The grant will allow RCC Sexual Violence Resource Center to higher an educational specialist and increase their reach from 3,500 to 7,000 students per year in the Madison Metropolitan School District and other Dane County schools, Davis said.
Education in schools will be based on the RCC Sexual Violence Resource Center’s Building Safer Communities curriculum — a three-part educational series directed by a trauma-informed presenter. Since its implementation in Dane County high schools last year, the curriculum has been modified to fit the changing needs of the community and is being applied to the middle schools, according to Pellebon.
Developed in partnership with University of Wisconsin graduate students, the series covers three main topics — sexual violence, healthy relationships and boundaries, and building safer communities. Some of the main objectives of the series include informing students about the relationship between consent and sexual violence, understanding and communicating boundaries and identifying strategies to be an active bystander.
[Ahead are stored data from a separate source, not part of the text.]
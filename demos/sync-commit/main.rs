//! Syncs the spec files that were changed by a single commit to the cluster.
//!
//! Usage: `cargo run --example sync-commit -- <repo-path> [<commit>]`
//!
//! The controller name is read from `KUBESYNC_CONTROLLER_NAME`, and the cluster connection comes from
//! the pod's service account or else the kubeconfig file.
use kubesync::prelude::*;

use anyhow::{anyhow, Context, Error};

const USER_AGENT: &str = "kubesync-sync-commit";

fn main() -> Result<(), Error> {
    env_logger::init();

    let mut args = std::env::args().skip(1);
    let repo_path = args
        .next()
        .ok_or_else(|| anyhow!("usage: sync-commit <repo-path> [<commit>]"))?;
    let commit = args.next().unwrap_or_else(|| "HEAD".to_owned());

    let sync_config = SyncConfig::from_env().context("invalid sync configuration")?;
    let client_config = ClientConfig::load(USER_AGENT).context("failed to load client config")?;
    let metrics = Metrics::new();
    let client = Client::new(client_config, metrics.client_metrics())
        .context("failed to create client")?;
    let syncer = SpecSyncer::new(client, &sync_config, metrics.clone());

    let project = GitProject::open(repo_path.as_str())?;
    let diffs = project.diff_commit(commit.as_str())?;
    log::info!(
        "Syncing {} spec files from commit {} as '{}'",
        diffs.len(),
        commit,
        sync_config.controller_name
    );

    let runtime = tokio::runtime::Builder::new_multi_thread()
        .enable_all()
        .build()?;
    let report = runtime.block_on(syncer.sync_push(&project, &diffs));
    print!("{}", report);

    let metrics_text = metrics.encode_as_text()?;
    log::debug!("Metrics:\n{}", String::from_utf8_lossy(&metrics_text));

    if report.is_degraded() {
        Err(anyhow!(
            "{} of {} spec files failed to sync",
            report.failures.len(),
            diffs.len()
        ))
    } else {
        Ok(())
    }
}
//! Kubesync keeps the objects in a Kubernetes cluster converged with the spec files that are
//! tracked in a git repository. It's driven by commits rather than by polling: each push is turned
//! into a list of file level changes, and each change is applied to or deleted from the cluster.
//!
//! Nothing needs to be known about the kinds of objects being synced. The `Client` addresses any
//! document using only its `apiVersion`, `kind` and `metadata`, and asks the api server's discovery
//! endpoints how to reach it.
//!
//! Multiple sync controllers can share a cluster. Each one is configured with its own name, and a
//! spec can be annotated to be ignored by one controller without affecting the others:
//!
//! ```yaml
//! metadata:
//!   annotations:
//!     kubesync.dev/kubesync/sync/staging: ignore
//! ```
//!
//! Syncing a single commit:
//! ```no_run
//! use kubesync::prelude::*;
//!
//! let sync_config = SyncConfig::from_env().expect("invalid sync config");
//! let client_config = ClientConfig::load("kubesync").expect("failed to load client config");
//! let metrics = Metrics::new();
//! let client = Client::new(client_config, metrics.client_metrics()).expect("failed to create client");
//! let syncer = SpecSyncer::new(client, &sync_config, metrics);
//!
//! let project = GitProject::open(".").expect("failed to open repository");
//! let diffs = project.diff_commit("HEAD").expect("failed to diff commit");
//!
//! let runtime = tokio::runtime::Builder::new_multi_thread().enable_all().build().unwrap();
//! let report = runtime.block_on(syncer.sync_push(&project, &diffs));
//! if report.is_degraded() {
//!     eprintln!("push was only partially synced:\n{}", report);
//! }
//! ```
#[macro_use]
extern crate serde_derive;

pub mod annotations;
pub mod changes;
pub mod client;
pub mod config;
pub mod project;
pub mod resource;
pub mod sync;

pub use serde;
pub use serde_json;
pub use serde_yaml;

pub mod prelude {
    pub use crate::annotations::{Annotations, SYNC_FACET};
    pub use crate::changes::{calculate_changes, Change, ChangeOperation, SyncMode};
    pub use crate::client::metrics::Metrics;
    pub use crate::client::Client;
    pub use crate::config::{ClientConfig, SyncConfig};
    pub use crate::project::{GitProject, PushDiff, SpecProject};
    pub use crate::resource::{ResourceDocument, ResourceIdentity};
    pub use crate::sync::{ChangeOutcome, PushReport, SpecSyncer, SyncError, SyncReport};
}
“The education specialist will support their ongoing goal of building community connections, creating awareness of the social factors that lead to sexual assault and informing students that RCC [Sexual Violence Resource Center] is a reliable resource to address healing and advocacy needs in the aftermath of sexual violence,” Davis said. “The education specialist will also provide education on consent, rape culture, media literacy and healthy relationships, implementing a new curriculum created in partnership with the UW civil society and community research department with Dr. Linnea Hjelm, PhD.”
In Wisconsin, 19.9% high school students reported that they have been forced to “do sexual things they did not want to do,” according to the Wisconsin Department of Health Services. Nationally, one third of women and one sixth of men have experienced sexual violence in their lifetime. The persistence of sexual violence necessitates additional education for youth in the community, Pellebon said.
The concern for having increased sexual health education is shared among community and campus members alike. Sex Out Loud, UW’s peer-to-peer sexual health resource, is committed to providing comprehensive sex-positive and pleasure inclusive education to the campus and the greater surrounding community. Sex Out Loud provide services such as peer counseling, educational programming, stigma reducing events and the distribution of safe sex supplies to the entire campus.
According to Program Chair Mia Warren, the state of sexual health education in the country is lacking — since it is still common for states to provide abstinence-only education, which has been linked to increased likelihood of teen pregnancy, according to the National Institute of Health.
Additionally, this abstinence-only education utilizes fear and guilt, reinforces gender stereotypes and puts LGBTQ+ students at a higher risk for experiencing violence, according to the Journal of Adolescent Health. Warren said educational information should focus on de-stigmatizing sex.
“Sex to a lot of folks is something that should be for reproduction,” Warren said. “This is perpetuated by religion, media, heteronormativity, cisnormativity and all of these other systems we have in the United States. It really makes it difficult for folks to talk about sex. There’s a big misconception that talking about sex and educating people about sex will encourage younger people to have more sex and that’s not the case at all. It’s providing folks the tools and resources they need.”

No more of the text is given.